▶ INSTRUCTIONS FOR THE TASK
Find the string "input" in the entries and copy each line that has it.

....

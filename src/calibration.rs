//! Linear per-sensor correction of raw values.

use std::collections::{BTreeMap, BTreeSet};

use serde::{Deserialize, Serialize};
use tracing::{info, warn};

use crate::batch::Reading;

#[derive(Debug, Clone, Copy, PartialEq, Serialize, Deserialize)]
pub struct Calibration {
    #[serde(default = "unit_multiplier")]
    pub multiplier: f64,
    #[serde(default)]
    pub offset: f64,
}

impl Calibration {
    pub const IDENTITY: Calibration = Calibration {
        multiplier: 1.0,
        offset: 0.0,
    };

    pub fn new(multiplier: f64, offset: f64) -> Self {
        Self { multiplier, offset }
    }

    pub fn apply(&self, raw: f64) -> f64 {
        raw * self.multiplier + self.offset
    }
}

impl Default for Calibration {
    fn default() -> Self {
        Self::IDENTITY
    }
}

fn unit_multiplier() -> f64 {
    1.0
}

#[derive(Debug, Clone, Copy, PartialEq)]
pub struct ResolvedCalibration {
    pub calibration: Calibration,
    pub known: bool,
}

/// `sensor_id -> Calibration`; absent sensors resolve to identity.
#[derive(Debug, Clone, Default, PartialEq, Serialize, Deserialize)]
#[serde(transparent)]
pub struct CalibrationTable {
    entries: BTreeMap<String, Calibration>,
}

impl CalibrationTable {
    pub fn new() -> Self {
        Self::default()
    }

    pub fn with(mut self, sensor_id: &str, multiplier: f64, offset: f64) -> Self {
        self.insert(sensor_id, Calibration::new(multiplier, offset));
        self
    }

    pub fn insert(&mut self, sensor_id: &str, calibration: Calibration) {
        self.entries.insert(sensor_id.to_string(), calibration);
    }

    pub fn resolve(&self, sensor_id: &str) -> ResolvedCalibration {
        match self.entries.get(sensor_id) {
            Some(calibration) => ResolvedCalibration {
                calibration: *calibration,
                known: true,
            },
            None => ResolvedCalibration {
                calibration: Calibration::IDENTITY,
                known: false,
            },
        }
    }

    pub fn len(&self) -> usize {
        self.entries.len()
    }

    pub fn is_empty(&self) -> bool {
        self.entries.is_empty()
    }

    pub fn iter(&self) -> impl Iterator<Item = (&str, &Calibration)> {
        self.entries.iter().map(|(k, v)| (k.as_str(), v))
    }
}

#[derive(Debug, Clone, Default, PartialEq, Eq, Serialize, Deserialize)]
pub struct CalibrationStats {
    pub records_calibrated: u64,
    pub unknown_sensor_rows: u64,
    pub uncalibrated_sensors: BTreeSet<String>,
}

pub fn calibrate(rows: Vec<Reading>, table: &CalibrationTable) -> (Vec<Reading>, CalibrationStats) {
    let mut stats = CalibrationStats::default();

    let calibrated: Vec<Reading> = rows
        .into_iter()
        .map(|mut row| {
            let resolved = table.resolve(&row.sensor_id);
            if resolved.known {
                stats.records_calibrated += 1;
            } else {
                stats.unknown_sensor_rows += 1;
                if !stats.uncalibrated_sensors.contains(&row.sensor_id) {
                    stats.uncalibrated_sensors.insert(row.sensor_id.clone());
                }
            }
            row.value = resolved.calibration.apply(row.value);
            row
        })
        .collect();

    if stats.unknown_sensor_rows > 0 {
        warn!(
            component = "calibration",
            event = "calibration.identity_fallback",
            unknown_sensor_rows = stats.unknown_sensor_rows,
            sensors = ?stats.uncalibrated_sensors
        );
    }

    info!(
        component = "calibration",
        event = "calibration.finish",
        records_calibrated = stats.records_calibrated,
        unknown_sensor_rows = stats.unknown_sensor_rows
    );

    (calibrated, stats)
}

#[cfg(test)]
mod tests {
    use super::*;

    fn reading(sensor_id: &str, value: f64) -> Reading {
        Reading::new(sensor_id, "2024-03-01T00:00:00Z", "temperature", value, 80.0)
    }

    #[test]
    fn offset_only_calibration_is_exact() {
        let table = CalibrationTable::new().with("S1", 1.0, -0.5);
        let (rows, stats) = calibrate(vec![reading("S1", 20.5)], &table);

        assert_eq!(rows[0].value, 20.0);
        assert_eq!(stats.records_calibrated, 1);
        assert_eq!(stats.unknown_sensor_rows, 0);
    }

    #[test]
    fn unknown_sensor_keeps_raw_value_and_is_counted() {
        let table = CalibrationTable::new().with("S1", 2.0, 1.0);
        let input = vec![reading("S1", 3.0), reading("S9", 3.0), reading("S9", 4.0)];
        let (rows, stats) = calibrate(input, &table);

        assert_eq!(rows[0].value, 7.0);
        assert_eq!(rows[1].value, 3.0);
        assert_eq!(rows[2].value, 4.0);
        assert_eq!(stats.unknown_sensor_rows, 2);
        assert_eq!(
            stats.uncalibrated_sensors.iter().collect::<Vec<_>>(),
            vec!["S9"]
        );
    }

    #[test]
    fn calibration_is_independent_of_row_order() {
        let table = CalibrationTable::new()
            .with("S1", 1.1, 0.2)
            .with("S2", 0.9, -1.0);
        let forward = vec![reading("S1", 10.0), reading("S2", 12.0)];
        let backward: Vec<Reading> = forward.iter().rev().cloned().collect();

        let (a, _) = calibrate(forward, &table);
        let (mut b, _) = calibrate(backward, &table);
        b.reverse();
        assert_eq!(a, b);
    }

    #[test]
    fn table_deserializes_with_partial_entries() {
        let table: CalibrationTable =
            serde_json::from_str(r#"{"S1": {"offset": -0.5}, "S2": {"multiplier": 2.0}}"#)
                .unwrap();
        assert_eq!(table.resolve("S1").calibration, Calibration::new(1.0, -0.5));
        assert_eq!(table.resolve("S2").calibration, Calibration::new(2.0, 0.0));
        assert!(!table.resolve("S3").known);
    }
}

....

▶ RESULT
        let input = vec![reading("S1", 3.0), reading("S9", 3.0), reading("S9", 4.0)];
        let (rows, stats) = calibrate(input, &table);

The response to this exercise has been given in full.